• DIRECTIONS: Take the data below and copy exactly the lines starting at the one with "identical bids together." and finishing at the one with "run is reproducible.", both included.

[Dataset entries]
╔══

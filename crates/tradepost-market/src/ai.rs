//! Per-town trading AI.
//!
//! Every town owns one [`AgentContractAi`]. On its check interval the AI
//! lists surplus stock and schedules bids on listings it needs; every tick it
//! submits the bids that came due. Scheduled bids wait `bid_delay_ticks` plus
//! a seeded random jitter so towns that reach the same decision on the same
//! tick do not all submit identical bids together.
//!
//! Abstaining (over budget, cannot afford) is an expected outcome. It is
//! logged at debug level and the contract is looked at again on the next
//! check.

use std::collections::BTreeMap;

use rand::rngs::SmallRng;
use rand::{Rng, SeedableRng};
use tracing::{debug, info};

use tradepost_types::{AgentId, BidResult, ContractId, ContractStatus};

use crate::board::ContractBoard;
use crate::context::MarketContext;
use crate::contract::Contract;
use crate::error::BoardError;
use crate::pricing::{self, BidDecision};

/// What one [`AgentContractAi::tick`] did.
#[derive(Debug, Clone, Default, PartialEq, Eq)]
pub struct AiTickReport {
    /// Whether the check interval elapsed and the town evaluated the market.
    pub evaluated: bool,
    /// Sell contracts listed this tick.
    pub listed: Vec<ContractId>,
    /// Contracts a bid was scheduled for.
    pub scheduled: Vec<ContractId>,
    /// Bids submitted to the board, with the board's answer.
    pub submitted: Vec<(ContractId, BidResult)>,
}

/// Trading decisions for one town.
#[derive(Debug, Clone)]
pub struct AgentContractAi {
    agent_id: AgentId,
    pending_bids: BTreeMap<ContractId, u64>,
    next_check: u64,
    rng: SmallRng,
}

impl AgentContractAi {
    /// Create the AI for `agent_id`. The jitter stream is derived from
    /// `seed` and the agent id, so a run is reproducible.
    pub fn new(agent_id: AgentId, seed: u64) -> Self {
        let (hi, lo) = agent_id.into_inner().as_u64_pair();
        Self {
            agent_id,
            pending_bids: BTreeMap::new(),
            next_check: 0,
            rng: SmallRng::seed_from_u64(seed ^ hi ^ lo),
        }
    }

    /// Restore an AI with bids scheduled before a save.
    pub fn with_pending(agent_id: AgentId, seed: u64, pending: BTreeMap<ContractId, u64>) -> Self {
        Self {
            pending_bids: pending,
            ..Self::new(agent_id, seed)
        }
    }

    /// The town this AI trades for.
    pub const fn agent_id(&self) -> AgentId {
        self.agent_id
    }

    /// Scheduled bids: contract id to the tick the bid is due.
    pub const fn pending_bids(&self) -> &BTreeMap<ContractId, u64> {
        &self.pending_bids
    }

    /// Tick of the next listing/bidding evaluation.
    pub const fn next_check(&self) -> u64 {
        self.next_check
    }

    /// Run one tick: evaluate the market if the check interval elapsed, then
    /// submit every bid that is due.
    ///
    /// # Errors
    ///
    /// Propagates [`BoardError`] from board calls. Business outcomes such as
    /// rejected bids are reported in the [`AiTickReport`], not as errors.
    pub fn tick(
        &mut self,
        board: &mut ContractBoard,
        ctx: &mut MarketContext<'_>,
    ) -> Result<AiTickReport, BoardError> {
        let now = ctx.now();
        let mut report = AiTickReport::default();

        if now >= self.next_check {
            report.evaluated = true;
            report.listed = self.try_create_contract(board, ctx)?;
            report.scheduled = self.scan_for_bids(board, ctx);
            self.next_check = now.saturating_add(board.config().check_interval_ticks.max(1));
        }

        report.submitted = self.process_pending_bids(board, ctx)?;
        Ok(report)
    }

    /// List surplus stock.
    ///
    /// For each non-currency resource held above `excess_threshold`, while
    /// the town has fewer than `max_active_contracts` active listings and no
    /// active listing of that resource, list half the excess.
    ///
    /// # Errors
    ///
    /// Propagates listing errors other than running short of goods.
    pub fn try_create_contract(
        &mut self,
        board: &mut ContractBoard,
        ctx: &mut MarketContext<'_>,
    ) -> Result<Vec<ContractId>, BoardError> {
        let now = ctx.now();
        let config = board.config();
        let currency = config.currency.clone();
        let threshold = config.excess_threshold;
        let max_active = config.max_active_contracts;

        let mut listed = Vec::new();
        for (resource, count) in ctx.ledger.holdings(self.agent_id) {
            if resource == currency || count <= threshold {
                continue;
            }
            if board.active_contracts_for(self.agent_id, now) >= max_active {
                debug!(
                    agent = %self.agent_id,
                    max_active,
                    "Listing skipped: contract limit reached"
                );
                break;
            }
            if board.has_active_listing(self.agent_id, &resource, now) {
                continue;
            }

            let quantity = count.saturating_sub(threshold).checked_div(2).unwrap_or(0);
            if quantity <= 0 {
                continue;
            }
            let price = board.config().unit_price(&resource);
            match board.list_sell_contract(self.agent_id, resource.clone(), quantity, price, ctx) {
                Ok(id) => {
                    info!(
                        agent = %self.agent_id,
                        contract = %id,
                        %resource,
                        quantity,
                        price,
                        "Surplus listed"
                    );
                    listed.push(id);
                }
                Err(BoardError::InsufficientGoods { available, .. }) => {
                    debug!(
                        agent = %self.agent_id,
                        %resource,
                        quantity,
                        available,
                        "Listing skipped: goods moved"
                    );
                }
                Err(e) => return Err(e),
            }
        }
        Ok(listed)
    }

    /// Schedule bids on listings of resources the town is short of.
    ///
    /// Returns the contracts a bid was scheduled for.
    pub fn scan_for_bids(
        &mut self,
        board: &ContractBoard,
        ctx: &MarketContext<'_>,
    ) -> Vec<ContractId> {
        let now = ctx.now();
        let config = board.config();
        let mut scheduled = Vec::new();

        for sell in board.open_sell_contracts(now) {
            let terms = sell.terms();
            if terms.issuer_id == self.agent_id
                || self.pending_bids.contains_key(&terms.id)
                || sell.is_highest_bidder(self.agent_id)
            {
                continue;
            }
            if ctx.ledger.balance(self.agent_id, &terms.resource) >= config.need_threshold {
                continue;
            }

            let courier_cost =
                board.calculate_courier_cost(self.agent_id, terms.issuer_id, ctx.oracle);
            let balance = ctx.ledger.balance(self.agent_id, &config.currency);
            match pricing::evaluate_bid(sell, balance, courier_cost, config) {
                BidDecision::Bid { amount, .. } => {
                    let jitter = if config.bid_jitter_ticks == 0 {
                        0
                    } else {
                        self.rng.random_range(0..=config.bid_jitter_ticks)
                    };
                    let due = now
                        .saturating_add(config.bid_delay_ticks)
                        .saturating_add(jitter);
                    self.pending_bids.insert(terms.id, due);
                    scheduled.push(terms.id);
                    debug!(
                        agent = %self.agent_id,
                        contract = %terms.id,
                        amount,
                        courier_cost,
                        due,
                        "Bid scheduled"
                    );
                }
                BidDecision::Abstain(reason) => {
                    debug!(
                        agent = %self.agent_id,
                        contract = %terms.id,
                        ?reason,
                        "Abstained from bidding"
                    );
                }
            }
        }
        scheduled
    }

    /// Submit every scheduled bid that is due.
    ///
    /// Each due bid is re-checked against the live contract first: it must
    /// still be open, the town must not already lead, and a fresh bid over
    /// the current highest must still satisfy the budget rule. The entry is
    /// removed whatever happens.
    ///
    /// # Errors
    ///
    /// Propagates [`BoardError`] from [`ContractBoard::add_bid`].
    pub fn process_pending_bids(
        &mut self,
        board: &mut ContractBoard,
        ctx: &mut MarketContext<'_>,
    ) -> Result<Vec<(ContractId, BidResult)>, BoardError> {
        let now = ctx.now();
        let due: Vec<ContractId> = self
            .pending_bids
            .iter()
            .filter(|&(_, &at)| at <= now)
            .map(|(&id, _)| id)
            .collect();

        let mut submitted = Vec::new();
        for id in due {
            self.pending_bids.remove(&id);

            let Some(sell) = board.get_contract(id).and_then(Contract::as_sell) else {
                debug!(
                    agent = %self.agent_id,
                    contract = %id,
                    "Scheduled bid dropped: contract gone"
                );
                continue;
            };
            if sell.status(now) != ContractStatus::Open {
                debug!(
                    agent = %self.agent_id,
                    contract = %id,
                    "Scheduled bid dropped: auction no longer open"
                );
                continue;
            }
            if sell.is_highest_bidder(self.agent_id) {
                continue;
            }

            let courier_cost =
                board.calculate_courier_cost(self.agent_id, sell.terms().issuer_id, ctx.oracle);
            let balance = ctx.ledger.balance(self.agent_id, &board.config().currency);
            let amount = match pricing::evaluate_bid(sell, balance, courier_cost, board.config()) {
                BidDecision::Bid { amount, .. } => amount,
                BidDecision::Abstain(reason) => {
                    debug!(
                        agent = %self.agent_id,
                        contract = %id,
                        ?reason,
                        "Scheduled bid dropped"
                    );
                    continue;
                }
            };

            let result = board.add_bid(id, self.agent_id, amount, ctx)?;
            submitted.push((id, result));
        }
        Ok(submitted)
    }
}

╚══

• OUTPUT BELOW:
//! tick do not all submit identical bids together.
//!
//! Abstaining (over budget, cannot afford) is an expected outcome. It is
//! logged at debug level and the contract is looked at again on the next
//! check.

use std::collections::BTreeMap;

use rand::rngs::SmallRng;
use rand::{Rng, SeedableRng};
use tracing::{debug, info};

use tradepost_types::{AgentId, BidResult, ContractId, ContractStatus};

use crate::board::ContractBoard;
use crate::context::MarketContext;
use crate::contract::Contract;
use crate::error::BoardError;
use crate::pricing::{self, BidDecision};

/// What one [`AgentContractAi::tick`] did.
#[derive(Debug, Clone, Default, PartialEq, Eq)]
pub struct AiTickReport {
    /// Whether the check interval elapsed and the town evaluated the market.
    pub evaluated: bool,
    /// Sell contracts listed this tick.
    pub listed: Vec<ContractId>,
    /// Contracts a bid was scheduled for.
    pub scheduled: Vec<ContractId>,
    /// Bids submitted to the board, with the board's answer.
    pub submitted: Vec<(ContractId, BidResult)>,
}

/// Trading decisions for one town.
#[derive(Debug, Clone)]
pub struct AgentContractAi {
    agent_id: AgentId,
    pending_bids: BTreeMap<ContractId, u64>,
    next_check: u64,
    rng: SmallRng,
}

impl AgentContractAi {
    /// Create the AI for `agent_id`. The jitter stream is derived from
    /// `seed` and the agent id, so a run is reproducible.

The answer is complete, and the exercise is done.